They all learned their trade doing this against the natives on this continent and what's happening at this moment, and you see this happen over and over again, in American history, where we've done all these things to get to this point, some people are like, this works for me, this is good, let's keep going with this. Let's just do Manifest Destiny but do it in the Philippines. Let's do it in China. Let's just Manifest Destiny in the entire world.

Other people, some of whom come from traditions like the Quakers that have been ringing the alarm bell about this throughout and others like Twain who are sort of like - actually, I'm having different thoughts about this now and others like W. E. B. Du Bois, who have been on the receiving end of this as racial minorities. All of these people are coming together and they're all having these fights.

To a certain extent, what we do in Honduras, Nicaragua, Dominican Republic, in Haiti to a certain extent this happens a little bit more off the radar, specifically to keep away from this argument, which is raging in the United States. Part of the way that I wrote this book, it's sort of half biography of Smedley Butler, half travelogue, I go to the countries where these things happen and I can tell you from their point of view, they're not under any illusions about what's happening.

From the Nicaraguans point of view, they know exactly what's happening and they know exactly that it's the same thing that any empire is doing to any colony, but that plausible deniability is sort of built in for the benefit of Americans.

Chris Hayes: Yes. Just two points to sort of re-emphasize here that are important. First of all, the continuity between the war on indigenous peoples on the continent and what extent. In fact, there's this famous Frederick Turner thesis in the 1890s where the 1890 census where it says the frontier is closed and it's not a coincidence. There's imperial aspiration comes on the heels of that, like keep Manifest Destiny.

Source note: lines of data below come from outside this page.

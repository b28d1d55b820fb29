//! Display icon categories derived from operator text.
//!
//! Icons are never persisted. They are re-derived on restore from the
//! operator's category or slug by keyword lookup.

use serde::{Deserialize, Serialize};

/// Icon category shown on a node tile.
#[derive(Debug, Clone, Copy, PartialEq, Eq, Hash, Default, Serialize, Deserialize)]
#[serde(rename_all = "snake_case")]
pub enum IconCategory {
    Http,
    Email,
    Ai,
    Schedule,
    Webhook,
    Storage,
    Filter,
    Merge,
    /// Fallback for anything unrecognised.
    #[default]
    Code,
}

impl IconCategory {
    /// Returns the snake_case name of the category.
    #[must_use]
    pub const fn as_str(&self) -> &'static str {
        match self {
            Self::Http => "http",
            Self::Email => "email",
            Self::Ai => "ai",
            Self::Schedule => "schedule",
            Self::Webhook => "webhook",
            Self::Storage => "storage",
            Self::Filter => "filter",
            Self::Merge => "merge",
            Self::Code => "code",
        }
    }
}

impl std::fmt::Display for IconCategory {
    fn fmt(&self, f: &mut std::fmt::Formatter<'_>) -> std::fmt::Result {
        f.write_str(self.as_str())
    }
}

/// Keyword table in priority order. The first keyword contained in the
/// lowercased text wins; "email" precedes "ai" because it contains it.
/// "ia" is the Spanish and French abbreviation for AI.
const KEYWORDS: &[(&str, IconCategory)] = &[
    ("http", IconCategory::Http),
    ("email", IconCategory::Email),
    ("ai", IconCategory::Ai),
    ("ia", IconCategory::Ai),
    ("llm", IconCategory::Ai),
    ("gpt", IconCategory::Ai),
    ("gemini", IconCategory::Ai),
    ("claude", IconCategory::Ai),
    ("generate", IconCategory::Ai),
    ("schedule", IconCategory::Schedule),
    ("webhook", IconCategory::Webhook),
    ("storage", IconCategory::Storage),
    ("db", IconCategory::Storage),
    ("filter", IconCategory::Filter),
    ("merge", IconCategory::Merge),
];

/// Derives the icon category for a category or slug string.
#[must_use]
pub fn icon_for(text: &str) -> IconCategory {
    let normalized = text.to_lowercase();
    KEYWORDS
        .iter()
        .find(|(keyword, _)| normalized.contains(keyword))
        .map_or(IconCategory::Code, |(_, category)| *category)
}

Also just, which you write about in the book, the experience of what the U.S. military does between the Civil War and this period is fight and kill indigenous people. That it is its main calling card, it's how they come up through the ranks, it's the battles that they have fought.

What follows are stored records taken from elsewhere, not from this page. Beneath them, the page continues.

//! Placement of newly inserted nodes.
//!
//! A node enters the canvas in one of three ways:
//! - Free drop: centred on the pointer
//! - Auto-connect: to the right of a source node, wired `out -> in`
//! - Edge split: at the midpoint of an edge, which is replaced by two edges
//!
//! [`resolve`] picks the position and wiring; [`insert`] applies them to a
//! copy of the graph so the caller can swap the result in whole.

use crate::config::PlacementConfig;
use crate::edge::{DEFAULT_SOURCE_PORT, DEFAULT_TARGET_PORT, Edge};
use crate::error::GraphError;
use crate::graph::FlowGraph;
use crate::node::{Node, Position};
use flowdesk_core::{EdgeId, NodeId};
use serde::{Deserialize, Serialize};

/// What the next inserted node should attach to.
#[derive(Debug, Clone, PartialEq, Eq, Default)]
pub enum PendingConnection {
    /// Plain drop, no wiring.
    #[default]
    None,
    /// Connect from the "add" affordance of a node.
    FromNode(NodeId),
    /// Insert into the middle of an edge.
    SplitEdge(EdgeId),
}

/// Canvas pan and zoom.
#[derive(Debug, Clone, Copy, PartialEq, Serialize, Deserialize)]
pub struct Viewport {
    pub zoom: f64,
    pub pan_x: f64,
    pub pan_y: f64,
}

impl Default for Viewport {
    fn default() -> Self {
        Self {
            zoom: 1.0,
            pan_x: 0.0,
            pan_y: 0.0,
        }
    }
}

impl Viewport {
    /// Converts a screen point to canvas coordinates.
    #[must_use]
    pub fn screen_to_canvas(&self, screen: Position) -> Position {
        let zoom = if self.zoom.is_finite() && self.zoom > 0.0 {
            self.zoom
        } else {
            1.0
        };
        Position::new((screen.x - self.pan_x) / zoom, (screen.y - self.pan_y) / zoom)
    }
}

/// Edges to create alongside an inserted node.
#[derive(Debug, Clone, PartialEq, Eq)]
pub enum Wiring {
    None,
    /// Add `source:out -> new:in`.
    Connect { source: NodeId },
    /// Replace `edge` with `edge.source -> new -> edge.target`.
    Split { edge: Edge },
}

/// A resolved insertion point.
#[derive(Debug, Clone, PartialEq)]
pub struct Placement {
    pub position: Position,
    pub wiring: Wiring,
}

/// Computes where a new node goes and how it is wired.
///
/// `pointer` is in screen space. Any context that cannot be resolved against
/// `graph` falls back to a free drop with no wiring.
#[must_use]
pub fn resolve(
    graph: &FlowGraph,
    pending: &PendingConnection,
    pointer: Position,
    viewport: &Viewport,
    config: &PlacementConfig,
) -> Placement {
    let free_drop = || Placement {
        position: free_drop_position(pointer, viewport, config),
        wiring: Wiring::None,
    };

    match pending {
        PendingConnection::None => free_drop(),
        PendingConnection::FromNode(source_id) => match graph.node(source_id) {
            Some(source) => Placement {
                position: source.position.offset(config.auto_connect_offset, 0.0),
                wiring: Wiring::Connect {
                    source: source_id.clone(),
                },
            },
            None => {
                tracing::warn!(node_id = %source_id, "Auto-connect source not found, dropping freely");
                free_drop()
            }
        },
        PendingConnection::SplitEdge(edge_id) => {
            let endpoints = graph.edge(edge_id).and_then(|edge| {
                let source = graph.node(&edge.source)?;
                let target = graph.node(&edge.target)?;
                Some((edge, source, target))
            });
            match endpoints {
                Some((edge, source, target)) => Placement {
                    position: source.position.midpoint(&target.position),
                    wiring: Wiring::Split { edge: edge.clone() },
                },
                None => {
                    tracing::warn!(edge_id = %edge_id, "Split edge not resolvable, dropping freely");
                    free_drop()
                }
            }
        }
    }
}

/// Pointer position centred on the node and converted to canvas space.
#[must_use]
pub fn free_drop_position(pointer: Position, viewport: &Viewport, config: &PlacementConfig) -> Position {
    let half = config.node_size / 2.0;
    viewport.screen_to_canvas(pointer.offset(-half, -half))
}

/// Returns a copy of `graph` with `node` inserted at `placement`.
///
/// The new node becomes the only selected node.
///
/// # Errors
///
/// Returns an error if the node id already exists or the wiring refers to
/// nodes or edges missing from `graph`. `graph` is never modified.
pub fn insert(graph: &FlowGraph, mut node: Node, placement: &Placement) -> Result<FlowGraph, GraphError> {
    let mut next = graph.clone();
    let node_id = node.id.clone();
    node.position = placement.position;
    next.add_node(node)?;
    next.select_only(&node_id)?;

    match &placement.wiring {
        Wiring::None => {}
        Wiring::Connect { source } => {
            next.add_edge(Edge::with_ports(
                EdgeId::generate(),
                source.clone(),
                DEFAULT_SOURCE_PORT,
                node_id,
                DEFAULT_TARGET_PORT,
            ))?;
        }
        Wiring::Split { edge } => {
            next.delete_edge(&edge.id)?;
            next.add_edge(Edge::with_ports(
                EdgeId::generate(),
                edge.source.clone(),
                edge.source_port.clone(),
                node_id.clone(),
                DEFAULT_TARGET_PORT,
            ))?;
            next.add_edge(Edge::with_ports(
                EdgeId::generate(),
                node_id,
                DEFAULT_SOURCE_PORT,
                edge.target.clone(),
                edge.target_port.clone(),
            ))?;
        }
    }

    Ok(next)
}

That is what those 20 or 30 years largely of the U.S. military experience is between the Civil War and the imperial period. The training ground for all of this is quite literally these wars.

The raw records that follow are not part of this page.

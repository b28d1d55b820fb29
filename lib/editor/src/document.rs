//! Persisted flow documents.
//!
//! Documents are read leniently: every field is optional, so drafts written
//! by older editors still parse and the schema readers decide what to keep.
//! Unknown top-level fields survive a load/save round trip untouched.

use crate::error::EditorError;
use crate::node::{JsonMap, Position};
use crate::placement::Viewport;
use flowdesk_core::{EdgeId, FlowId, NodeId};
use rootcause::prelude::Report;
use serde::de::DeserializeOwned;
use serde::{Deserialize, Deserializer, Serialize};
use serde_json::Value;
use std::collections::BTreeMap;

/// A mutable flow definition as stored by the backend.
#[derive(Debug, Clone, PartialEq, Default, Serialize, Deserialize)]
pub struct FlowDraft {
    #[serde(default, skip_serializing_if = "Option::is_none")]
    pub id: Option<FlowId>,
    #[serde(default, deserialize_with = "null_as_default")]
    pub name: String,
    #[serde(default, deserialize_with = "null_as_default")]
    pub slug: String,
    #[serde(default, skip_serializing_if = "Option::is_none")]
    pub description: Option<String>,
    #[serde(default, skip_serializing_if = "Option::is_none")]
    pub tags: Option<Value>,
    #[serde(default, skip_serializing_if = "Option::is_none")]
    pub category: Option<Value>,
    #[serde(default, skip_serializing_if = "Option::is_none")]
    pub organization_id: Option<String>,
    #[serde(default, skip_serializing_if = "Option::is_none")]
    pub trigger_ids: Option<Value>,
    #[serde(default, skip_serializing_if = "Option::is_none")]
    pub default_trigger_id: Option<Value>,
    #[serde(default, deserialize_with = "skip_unreadable")]
    pub draft_nodes: Vec<DraftNode>,
    #[serde(default, deserialize_with = "skip_unreadable")]
    pub draft_edges: Vec<DraftEdge>,
    #[serde(default, skip_serializing_if = "Option::is_none")]
    pub editor_state: Option<EditorState>,
    /// Backend fields this editor does not interpret.
    #[serde(flatten)]
    pub extra: JsonMap,
}

/// Backend timestamp keys cleared when a draft is duplicated.
pub const TIMESTAMP_KEYS: [&str; 4] = ["created", "updated", "created_at", "updated_at"];

impl FlowDraft {
    /// Creates an unsaved draft.
    #[must_use]
    pub fn new(name: impl Into<String>, slug: impl Into<String>) -> Self {
        Self {
            name: name.into(),
            slug: slug.into(),
            ..Self::default()
        }
    }

    /// Parses a draft from JSON text.
    ///
    /// # Errors
    ///
    /// Returns `InvalidImport` if the text is not a draft document.
    pub fn from_json(raw: &str) -> Result<Self, Report<EditorError>> {
        Ok(
            serde_json::from_str(raw).map_err(|e| EditorError::InvalidImport {
                details: e.to_string(),
            })?,
        )
    }

    /// Serializes the draft as indented JSON.
    ///
    /// # Errors
    ///
    /// Returns an error if serialization fails.
    pub fn to_pretty_json(&self) -> Result<String, Report<EditorError>> {
        Ok(
            serde_json::to_string_pretty(self).map_err(|e| EditorError::Serialization {
                details: e.to_string(),
            })?,
        )
    }
}

/// A node as stored in a draft, in any schema generation.
#[derive(Debug, Clone, PartialEq, Default, Serialize, Deserialize)]
pub struct DraftNode {
    #[serde(default, skip_serializing_if = "Option::is_none")]
    pub node_id: Option<NodeId>,
    /// Legacy id key.
    #[serde(default, skip_serializing_if = "Option::is_none")]
    pub id: Option<NodeId>,
    #[serde(default, skip_serializing_if = "Option::is_none")]
    pub operator_slug: Option<String>,
    /// Legacy slug key.
    #[serde(default, rename = "type", skip_serializing_if = "Option::is_none")]
    pub node_type: Option<String>,
    #[serde(default, skip_serializing_if = "Option::is_none")]
    pub label: Option<String>,
    #[serde(default, skip_serializing_if = "Option::is_none")]
    pub description: Option<String>,
    #[serde(default, skip_serializing_if = "Option::is_none")]
    pub config: Option<JsonMap>,
    /// Legacy bag holding config, title, slug and position together.
    #[serde(default, skip_serializing_if = "Option::is_none")]
    pub params: Option<JsonMap>,
    /// Contract fields and anything else stored at the node root.
    #[serde(flatten)]
    pub root: JsonMap,
}

impl DraftNode {
    /// Returns a string from the legacy `params` bag.
    #[must_use]
    pub fn param_str(&self, key: &str) -> Option<&str> {
        self.params.as_ref()?.get(key)?.as_str()
    }
}

/// One end of a persisted edge.
#[derive(Debug, Clone, PartialEq, Eq, Default, Serialize, Deserialize)]
pub struct EdgeEndpoint {
    #[serde(default)]
    pub node_id: Option<NodeId>,
    #[serde(default, skip_serializing_if = "Option::is_none")]
    pub port: Option<String>,
}

/// A persisted edge. `from`/`to` are current; `source`/`target` are legacy.
#[derive(Debug, Clone, PartialEq, Eq, Default, Serialize, Deserialize)]
pub struct DraftEdge {
    #[serde(default, skip_serializing_if = "Option::is_none")]
    pub id: Option<EdgeId>,
    #[serde(default, skip_serializing_if = "Option::is_none")]
    pub from: Option<EdgeEndpoint>,
    #[serde(default, skip_serializing_if = "Option::is_none")]
    pub to: Option<EdgeEndpoint>,
    #[serde(default, skip_serializing_if = "Option::is_none")]
    pub source: Option<NodeId>,
    #[serde(default, skip_serializing_if = "Option::is_none")]
    pub target: Option<NodeId>,
    #[serde(default, rename = "sourceHandle", skip_serializing_if = "Option::is_none")]
    pub source_handle: Option<String>,
    #[serde(default, rename = "targetHandle", skip_serializing_if = "Option::is_none")]
    pub target_handle: Option<String>,
}

/// Canvas state saved with a draft.
#[derive(Debug, Clone, PartialEq, Default, Serialize, Deserialize)]
pub struct EditorState {
    #[serde(default)]
    pub zoom: Option<Value>,
    #[serde(default)]
    pub pan_x: Option<Value>,
    #[serde(default)]
    pub pan_y: Option<Value>,
    #[serde(default, deserialize_with = "null_as_default")]
    pub node_positions: BTreeMap<NodeId, Value>,
}

impl EditorState {
    #[must_use]
    pub fn new(viewport: &Viewport, node_positions: BTreeMap<NodeId, Value>) -> Self {
        Self {
            zoom: Some(viewport.zoom.into()),
            pan_x: Some(viewport.pan_x.into()),
            pan_y: Some(viewport.pan_y.into()),
            node_positions,
        }
    }

    /// Returns the saved viewport when zoom and both pans are numbers.
    #[must_use]
    pub fn viewport(&self) -> Option<Viewport> {
        let number = |value: &Option<Value>| value.as_ref().and_then(Value::as_f64);
        Some(Viewport {
            zoom: number(&self.zoom)?,
            pan_x: number(&self.pan_x)?,
            pan_y: number(&self.pan_y)?,
        })
    }

    /// Returns the saved position of a node.
    #[must_use]
    pub fn position_of(&self, node_id: &NodeId) -> Option<Position> {
        Position::from_value(self.node_positions.get(node_id)?)
    }
}

/// An immutable, numbered snapshot of a flow.
#[derive(Debug, Clone, PartialEq, Default, Serialize, Deserialize)]
pub struct FlowVersion {
    #[serde(default, skip_serializing_if = "Option::is_none")]
    pub id: Option<String>,
    /// Positive integer, string-encoded.
    #[serde(default, deserialize_with = "string_or_number")]
    pub version: Option<String>,
    #[serde(default, skip_serializing_if = "Option::is_none")]
    pub flow_definition_id: Option<FlowId>,
    #[serde(default, skip_serializing_if = "Option::is_none")]
    pub flow_slug: Option<String>,
    #[serde(default, skip_serializing_if = "Option::is_none")]
    pub organization_id: Option<String>,
    #[serde(default, skip_serializing_if = "Option::is_none")]
    pub name: Option<String>,
    #[serde(default, skip_serializing_if = "Option::is_none")]
    pub description: Option<String>,
    #[serde(default, skip_serializing_if = "Option::is_none")]
    pub graph: Option<VersionGraph>,
    #[serde(default, skip_serializing_if = "Option::is_none")]
    pub trigger_ids: Option<Value>,
    #[serde(default, skip_serializing_if = "Option::is_none")]
    pub default_trigger_id: Option<Value>,
    #[serde(default, deserialize_with = "null_as_default")]
    pub is_default: bool,
    /// RFC 3339 string, epoch milliseconds or `{timestamp: ...}`.
    #[serde(default, skip_serializing_if = "Option::is_none")]
    pub created: Option<Value>,
    #[serde(flatten)]
    pub extra: JsonMap,
}

impl FlowVersion {
    /// Parses a version document, stripping `_value` wrappers first.
    ///
    /// # Errors
    ///
    /// Returns `InvalidVersion` if the unwrapped value is not a version document.
    pub fn from_value(value: Value) -> Result<Self, Report<EditorError>> {
        Ok(
            serde_json::from_value(unwrap_value_wrappers(value)).map_err(|e| {
                EditorError::InvalidVersion {
                    details: e.to_string(),
                }
            })?,
        )
    }
}

/// Graph embedded in a version.
#[derive(Debug, Clone, PartialEq, Default, Serialize, Deserialize)]
pub struct VersionGraph {
    #[serde(default, deserialize_with = "skip_unreadable")]
    pub nodes: Vec<VersionNode>,
    #[serde(default, deserialize_with = "skip_unreadable")]
    pub edges: Vec<DraftEdge>,
}

/// Minimal node shape used in versions. The position lives in `config.position`.
#[derive(Debug, Clone, PartialEq, Default, Serialize, Deserialize)]
pub struct VersionNode {
    #[serde(default)]
    pub node_id: Option<NodeId>,
    #[serde(default, skip_serializing_if = "Option::is_none")]
    pub operator_slug: Option<String>,
    #[serde(default, skip_serializing_if = "Option::is_none")]
    pub label: Option<String>,
    #[serde(default, deserialize_with = "null_as_default")]
    pub config: JsonMap,
}

/// Recursively replaces every `{"_value": x}` wrapper with `x`.
///
/// Any object carrying a `_value` key collapses to that value.
#[must_use]
pub fn unwrap_value_wrappers(value: Value) -> Value {
    match value {
        Value::Object(mut map) => match map.remove("_value") {
            Some(inner) => unwrap_value_wrappers(inner),
            None => Value::Object(
                map.into_iter()
                    .map(|(key, value)| (key, unwrap_value_wrappers(value)))
                    .collect(),
            ),
        },
        Value::Array(items) => Value::Array(items.into_iter().map(unwrap_value_wrappers).collect()),
        other => other,
    }
}

/// Reads `null` as the type's default.
fn null_as_default<'de, D, T>(deserializer: D) -> Result<T, D::Error>
where
    D: Deserializer<'de>,
    T: Default + Deserialize<'de>,
{
    Ok(Option::<T>::deserialize(deserializer)?.unwrap_or_default())
}

/// Reads a list element by element, dropping elements that do not parse.
///
/// `null` reads as an empty list.
fn skip_unreadable<'de, D, T>(deserializer: D) -> Result<Vec<T>, D::Error>
where
    D: Deserializer<'de>,
    T: DeserializeOwned,
{
    let items = Option::<Vec<Value>>::deserialize(deserializer)?.unwrap_or_default();
    Ok(items
        .into_iter()
        .enumerate()
        .filter_map(|(index, item)| match serde_json::from_value(item) {
            Ok(parsed) => Some(parsed),
            Err(e) => {
                tracing::warn!(index, error = %e, "Skipping unreadable list element");
                None
            }
        })
        .collect())
}

fn string_or_number<'de, D>(deserializer: D) -> Result<Option<String>, D::Error>
where
    D: Deserializer<'de>,
{
    Ok(match Option::<Value>::deserialize(deserializer)? {
        Some(Value::String(s)) => Some(s),
        Some(Value::Number(n)) => Some(n.to_string()),
        _ => None,
    })
}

Jonathan Katz: Yes, exactly. Right.

Chris Hayes: How does Butler feel about all this? As he's doing this, I mean, he's very good, he finds it, he's very good, very, very good at this, which is a little surprising, given his background or whatever that he's a good leader of men, he's a good commander and he is rising up to the ranks. What does he contemporaneously feel about what his mission is? What is the ideology or the self justification or mission that these men are telling themselves about what they're doing in these places?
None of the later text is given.